Adios Mallorca

I awoke today in flat calm Porto Colom to Kelly sneaking about, engine running, making last minute preparations to slip the mooring lines and cast off. She had Madame Geneva all set and said, “I got this”. I lurched out of bed to see that she did, so she finished her routine, cast off the remaining bow line, and motored out of the Cala into the Med noting she had 64 degrees magnetic to the southern tip of Menorca all figured. Adios Mallorca! It’s been fun. Now onto adventure next. North by east over a hazy morning horizon.

I got this!

We were delayed back in Palma because apparently there was a large hefty bag of money that wasn’t going to spend itself. So, with a new turbo charger installed on the Diesel, new rings and prop cone on the sail drive and 840 watts of solar (ohhhh yeah) on our newly built (and rebuilt) tower we had to wait a heavy week before heading out.
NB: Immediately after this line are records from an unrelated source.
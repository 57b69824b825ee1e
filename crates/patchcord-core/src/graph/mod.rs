//! Audio graph for the patchcord host runtime.
//!
//! # Architecture
//!
//! - [`AudioContext`] owns every node and edge, the sample clock, and the
//!   cached render order. All mutation goes through it.
//! - Nodes are addressed by [`NodeId`], edges by [`EdgeId`]. Both are plain
//!   indices that are never reused, so a stale ID fails with
//!   [`GraphError::NodeNotFound`] / [`GraphError::EdgeNotFound`] instead of
//!   aliasing a newer node.
//! - Signal is mono. A node's input is the sum of everything connected to it.
//!
//! # Cycles
//!
//! A connection that would close a loop is refused unless the loop passes
//! through a delay node. The renderer reads delays at the start of a frame
//! and writes them at the end, so each lap around a feedback loop takes at
//! least one sample.
//!
//! # Example
//!
//! ```rust
//! use patchcord_core::graph::{AudioContext, GraphError};
//!
//! let mut ctx = AudioContext::new(48000.0);
//! let delay = ctx.create_delay(1.0)?;
//! let feedback = ctx.create_gain(0.4)?;
//!
//! ctx.connect(delay, feedback)?;
//! ctx.connect(feedback, delay)?; // loop through a delay: allowed
//! ctx.connect(delay, ctx.destination())?;
//!
//! let gain = ctx.create_gain(1.0)?;
//! ctx.connect(feedback, gain)?;
//! assert!(matches!(ctx.connect(gain, feedback), Err(GraphError::CycleDetected(_, _))));
//! # Ok::<(), GraphError>(())
//! ```

mod context;
pub mod edge;
pub mod node;
mod render;

pub use context::{AudioContext, GraphError, MAX_DELAY_SECS};
pub use edge::EdgeId;
pub use node::{NodeId, NodeKind};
So to make the most of it we dove deep into the bits of Mallorca we had left to see.

Kelly leads “bus stop yoga” to keep em busy

Family bus rides and transfers in Spain are fun. Maybe not when you’re 8, or 10, or 11.75 but they are. So much to see when you leave the coast and such large, modern picture windows to see it through if only you weren’t glued to whatever saga the children were reading at that moment. Hell, if nothing else we have children who are avid readers if not soaking up the world. I think there’s some credence to the theory of osmosis though.
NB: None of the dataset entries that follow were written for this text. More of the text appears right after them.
//! Integration tests for the patchcord-core audio graph.
//!
//! Drives signals through rendered graphs and checks them at the signal
//! level: filter responses from sine analysis, sample-accurate delays and
//! feedback, automation envelopes, and convolution against known responses.

use patchcord_core::{
    AudioBuffer, AudioContext, FilterType, NodeId, OverSample, ParamName, Waveform,
};

const SAMPLE_RATE: f32 = 48000.0;
const TAU: f32 = core::f32::consts::TAU;

/// Generate a sine wave buffer at the given frequency and sample rate.
fn generate_sine(freq_hz: f32, sample_rate: f32, num_samples: usize) -> Vec<f32> {
    (0..num_samples)
        .map(|n| libm::sinf(TAU * freq_hz * n as f32 / sample_rate))
        .collect()
}

/// Measure RMS amplitude of a signal buffer.
fn rms(signal: &[f32]) -> f32 {
    let sum_sq: f32 = signal.iter().map(|&s| s * s).sum();
    libm::sqrtf(sum_sq / signal.len() as f32)
}

/// Convert linear amplitude to dB.
fn to_db(linear: f32) -> f32 {
    20.0 * libm::log10f(linear.max(1e-10))
}

/// Plays `signal` through `node` into the destination and returns the output.
fn run_through(ctx: &mut AudioContext, node: NodeId, signal: Vec<f32>) -> Vec<f32> {
    let len = signal.len();
    let src = ctx
        .create_buffer_source(AudioBuffer::new(signal, ctx.sample_rate()))
        .unwrap();
    ctx.connect(src, node).unwrap();
    ctx.connect(node, ctx.destination()).unwrap();
    let now = ctx.current_time();
    ctx.start(src, now).unwrap();
    ctx.render(len)
}

/// Gain in dB of a filter node at `freq_hz`, skipping the settling period.
fn filter_response(filter_type: FilterType, cutoff: f32, freq_hz: f32) -> f32 {
    let mut ctx = AudioContext::new(SAMPLE_RATE);
    let filter = ctx.create_biquad_filter();
    ctx.set_filter_type(filter, filter_type).unwrap();
    ctx.set_param_value(filter, ParamName::Frequency, cutoff).unwrap();

    let input = generate_sine(freq_hz, SAMPLE_RATE, 9600);
    let output = run_through(&mut ctx, filter, input.clone());
    to_db(rms(&output[4800..]) / rms(&input[4800..]))
}

// ============================================================================
// 1. Filter frequency responses
// ============================================================================

#[test]
fn lowpass_attenuates_above_cutoff() {
    let pass = filter_response(FilterType::Lowpass, 1000.0, 100.0);
    let stop = filter_response(FilterType::Lowpass, 1000.0, 10000.0);
    assert!(pass.abs() < 0.5, "passband gain {pass} dB");
    assert!(stop < -30.0, "stopband gain {stop} dB");
}

#[test]
fn highpass_attenuates_below_cutoff() {
    let pass = filter_response(FilterType::Highpass, 1000.0, 10000.0);
    let stop = filter_response(FilterType::Highpass, 1000.0, 100.0);
    assert!(pass.abs() < 0.5, "passband gain {pass} dB");
    assert!(stop < -30.0, "stopband gain {stop} dB");
}

#[test]
fn notch_removes_center() {
    let center = filter_response(FilterType::Notch, 1000.0, 1000.0);
    assert!(center < -20.0, "notch center {center} dB");
}

#[test]
fn peaking_boosts_by_gain() {
    let mut ctx = AudioContext::new(SAMPLE_RATE);
    let filter = ctx.create_biquad_filter();
    ctx.set_filter_type(filter, FilterType::Peaking).unwrap();
    ctx.set_param_value(filter, ParamName::Frequency, 1000.0).unwrap();
    ctx.set_param_value(filter, ParamName::Gain, 6.0).unwrap();

    let input = generate_sine(1000.0, SAMPLE_RATE, 9600);
    let output = run_through(&mut ctx, filter, input.clone());
    let gain = to_db(rms(&output[4800..]) / rms(&input[4800..]));
    assert!((gain - 6.0).abs() < 0.5, "peak gain {gain} dB");
}

#[test]
fn filter_gain_is_clamped_to_nominal_range() {
    let mut ctx = AudioContext::new(SAMPLE_RATE);
    let filter = ctx.create_biquad_filter();
    ctx.set_param_value(filter, ParamName::Gain, 100.0).unwrap();
    // intrinsic value is stored as given, computed value is clamped
    assert_eq!(ctx.param_value(filter, ParamName::Gain).unwrap(), 100.0);
    assert_eq!(ctx.param_value_at(filter, ParamName::Gain, 0.0).unwrap(), 40.0);
}

// ============================================================================
// 2. Delay and feedback
// ============================================================================

#[test]
fn delay_shifts_signal_by_delay_time() {
    let mut ctx = AudioContext::new(SAMPLE_RATE);
    let delay = ctx.create_delay(1.0).unwrap();
    ctx.set_param_value(delay, ParamName::DelayTime, 0.01).unwrap();

    let mut input = vec![0.0; 1000];
    input[0] = 1.0;
    let output = run_through(&mut ctx, delay, input);
    let peak = output
        .iter()
        .enumerate()
        .max_by(|a, b| a.1.total_cmp(b.1))
        .map(|(i, _)| i)
        .unwrap();
    assert_eq!(peak, 480);
}

#[test]
fn feedback_echoes_decay_geometrically() {
    let mut ctx = AudioContext::new(1000.0);
    let delay = ctx.create_delay(1.0).unwrap();
    let feedback = ctx.create_gain(0.5).unwrap();
    ctx.set_param_value(delay, ParamName::DelayTime, 0.1).unwrap();
    ctx.connect(delay, feedback).unwrap();
    ctx.connect(feedback, delay).unwrap();

    let mut input = vec![0.0; 400];
    input[0] = 1.0;
    let output = run_through(&mut ctx, delay, input);
    assert!((output[100] - 1.0).abs() < 1e-6);
    assert!((output[200] - 0.5).abs() < 1e-6);
    assert!((output[300] - 0.25).abs() < 1e-6);
}

#[test]
fn delay_time_above_max_is_clamped() {
    let mut ctx = AudioContext::new(1000.0);
    let delay = ctx.create_delay(0.05).unwrap();
    ctx.set_param_value(delay, ParamName::DelayTime, 5.0).unwrap();

    let mut input = vec![0.0; 100];
    input[0] = 1.0;
    let output = run_through(&mut ctx, delay, input);
    assert_eq!(output[50], 1.0);
}

// ============================================================================
// 3. Automation through the graph
// ============================================================================

#[test]
fn exponential_fade_reaches_floor() {
    let mut ctx = AudioContext::new(1000.0);
    let src = ctx.create_constant_source(1.0).unwrap();
    let gain = ctx.create_gain(1.0).unwrap();
    ctx.connect(src, gain).unwrap();
    ctx.connect(gain, ctx.destination()).unwrap();
    ctx.start(src, 0.0).unwrap();

    let param = ctx.param_mut(gain, ParamName::Gain).unwrap();
    param.set_value_at_time(1.0, 0.0).unwrap();
    param.exponential_ramp_to_value_at_time(0.0001, 0.5).unwrap();

    let out = ctx.render(600);
    assert!(out[250] < 1.0 && out[250] > 0.0001);
    assert!((out[550] - 0.0001).abs() < 1e-7);
    // monotone decay
    assert!(out[..500].windows(2).all(|w| w[1] <= w[0]));
}

#[test]
fn oscillator_stop_silences() {
    let mut ctx = AudioContext::new(SAMPLE_RATE);
    let osc = ctx.create_oscillator();
    ctx.set_waveform(osc, Waveform::Sawtooth).unwrap();
    ctx.connect(osc, ctx.destination()).unwrap();
    ctx.start(osc, 0.0).unwrap();
    ctx.stop(osc, 0.01).unwrap();

    let out = ctx.render(960);
    assert!(rms(&out[..480]) > 0.1);
    assert!(out[480..].iter().all(|&s| s == 0.0));
}

#[test]
fn oscillator_detune_shifts_pitch() {
    let mut ctx = AudioContext::new(SAMPLE_RATE);
    let osc = ctx.create_oscillator();
    ctx.set_param_value(osc, ParamName::Frequency, 100.0).unwrap();
    ctx.set_param_value(osc, ParamName::Detune, 1200.0).unwrap();
    ctx.set_waveform(osc, Waveform::Square).unwrap();
    ctx.connect(osc, ctx.destination()).unwrap();
    ctx.start(osc, 0.0).unwrap();

    let out = ctx.render(4800);
    let rising_edges = out.windows(2).filter(|w| w[0] < 0.0 && w[1] > 0.0).count();
    // 200 Hz for 0.1 s
    assert!((19..=21).contains(&rising_edges), "{rising_edges} cycles");
}

// ============================================================================
// 4. Convolution, shaping, dynamics
// ============================================================================

#[test]
fn convolver_applies_impulse_response() {
    let mut ctx = AudioContext::new(1000.0);
    let conv = ctx.create_convolver();
    ctx.set_buffer(conv, AudioBuffer::new(vec![0.0, 0.0, 0.5], 1000.0))
        .unwrap();

    let mut input = vec![0.0; 6];
    input[0] = 1.0;
    input[1] = 2.0;
    let output = run_through(&mut ctx, conv, input);
    assert_eq!(output, vec![0.0, 0.0, 0.5, 1.0, 0.0, 0.0]);
}

#[test]
fn shaper_with_identity_curve_passes_signal() {
    let mut ctx = AudioContext::new(SAMPLE_RATE);
    let shaper = ctx.create_wave_shaper();
    ctx.set_curve(shaper, Some(vec![-1.0, 1.0])).unwrap();
    ctx.set_oversample(shaper, OverSample::None).unwrap();

    let input = generate_sine(440.0, SAMPLE_RATE, 256);
    let output = run_through(&mut ctx, shaper, input.clone());
    for (a, b) in input.iter().zip(&output) {
        assert!((a - b).abs() < 1e-5);
    }
}

#[test]
fn compressor_leaves_quiet_signal_alone() {
    let mut ctx = AudioContext::new(SAMPLE_RATE);
    let comp = ctx.create_dynamics_compressor();

    let input: Vec<f32> = generate_sine(440.0, SAMPLE_RATE, 4800)
        .into_iter()
        .map(|s| s * 0.001)
        .collect();
    let output = run_through(&mut ctx, comp, input.clone());
    assert!((rms(&output) - rms(&input)).abs() < 1e-6);
}

#[test]
fn compressor_ratio_of_zero_acts_as_unity() {
    let mut ctx = AudioContext::new(SAMPLE_RATE);
    let comp = ctx.create_dynamics_compressor();
    for name in [
        ParamName::Threshold,
        ParamName::Knee,
        ParamName::Ratio,
        ParamName::Attack,
        ParamName::Release,
    ] {
        ctx.set_param_value(comp, name, 0.0).unwrap();
    }

    let input = generate_sine(440.0, SAMPLE_RATE, 4800);
    let output = run_through(&mut ctx, comp, input.clone());
    assert!((rms(&output) - rms(&input)).abs() < 1e-5);
}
We checked out Valldemossa in the mountains. It’s a beautiful town with the summer palace of King Santo something-or-other where Chopin and Georges Sand overwintered in a monestary in 1838-1839 and wrote some of the most iconic romantic piano music ever. There’s a great museum in the monkery and we stood in the cell with the piano, Chopin’s work softly playing and his hand written sheets scattered about under glass. My arm hairs stood up and I was once again the recipient of a lump in the throat, “how profound the highest expression of man”, moment. Cathedrals, chiaroscuro oil paintings, Picasso, Miro, art nouveau ornament, Gaudi’s melting architecture. Europe continues to both crush and exalt me. Just what I am needing at this particular moment in time. We bought tickets to a “show” in the palace where we got to watch a pianist play selections of Chopins work from memory and Quinn fall onto the chair next to him moaning “when will this beeee ovvverrre?”. Only the pianist was paid for this performance. The frescoed cherubs adorning the elaborate crown mouldings were not impressed.

A few more days tied up along a stone wall in the STP shipyard baking in the heat trying to occupy the children with rollerblading and various wheeled distractions while highly skilled and polite Spanish interlopers dug, banged and sweat in our boat.

We had a truly special moment last Friday when we slid off the quay for a couple hours outside Palma Harbour to take part in a final worldwide send off for Kelly’s brother Joe. After his passing this spring it became more and more clear to me just what he meant to the free spirited surfing communities he had lived with in Ocean City, New Jersey, San Diego and the North Shore of Ouahu. OC dedicated a perpetual spirit award to their surf contest in his name and simultaneous paddle out ceremonies took place at dawn in Hawaii, breakfast in Dago, noon in OC and 6 pm in Palma. Joey is with us on this trip too and he was ceremonially sprinkled lovingly from the transom of Madame Geneva by our family as we sailed 263 degrees magnetic directly towards Ouahu some 8500 miles away. We saved some last ashes to commit to the waves at the exact halfway point on our transatlantic crossing. I think Joey would like that.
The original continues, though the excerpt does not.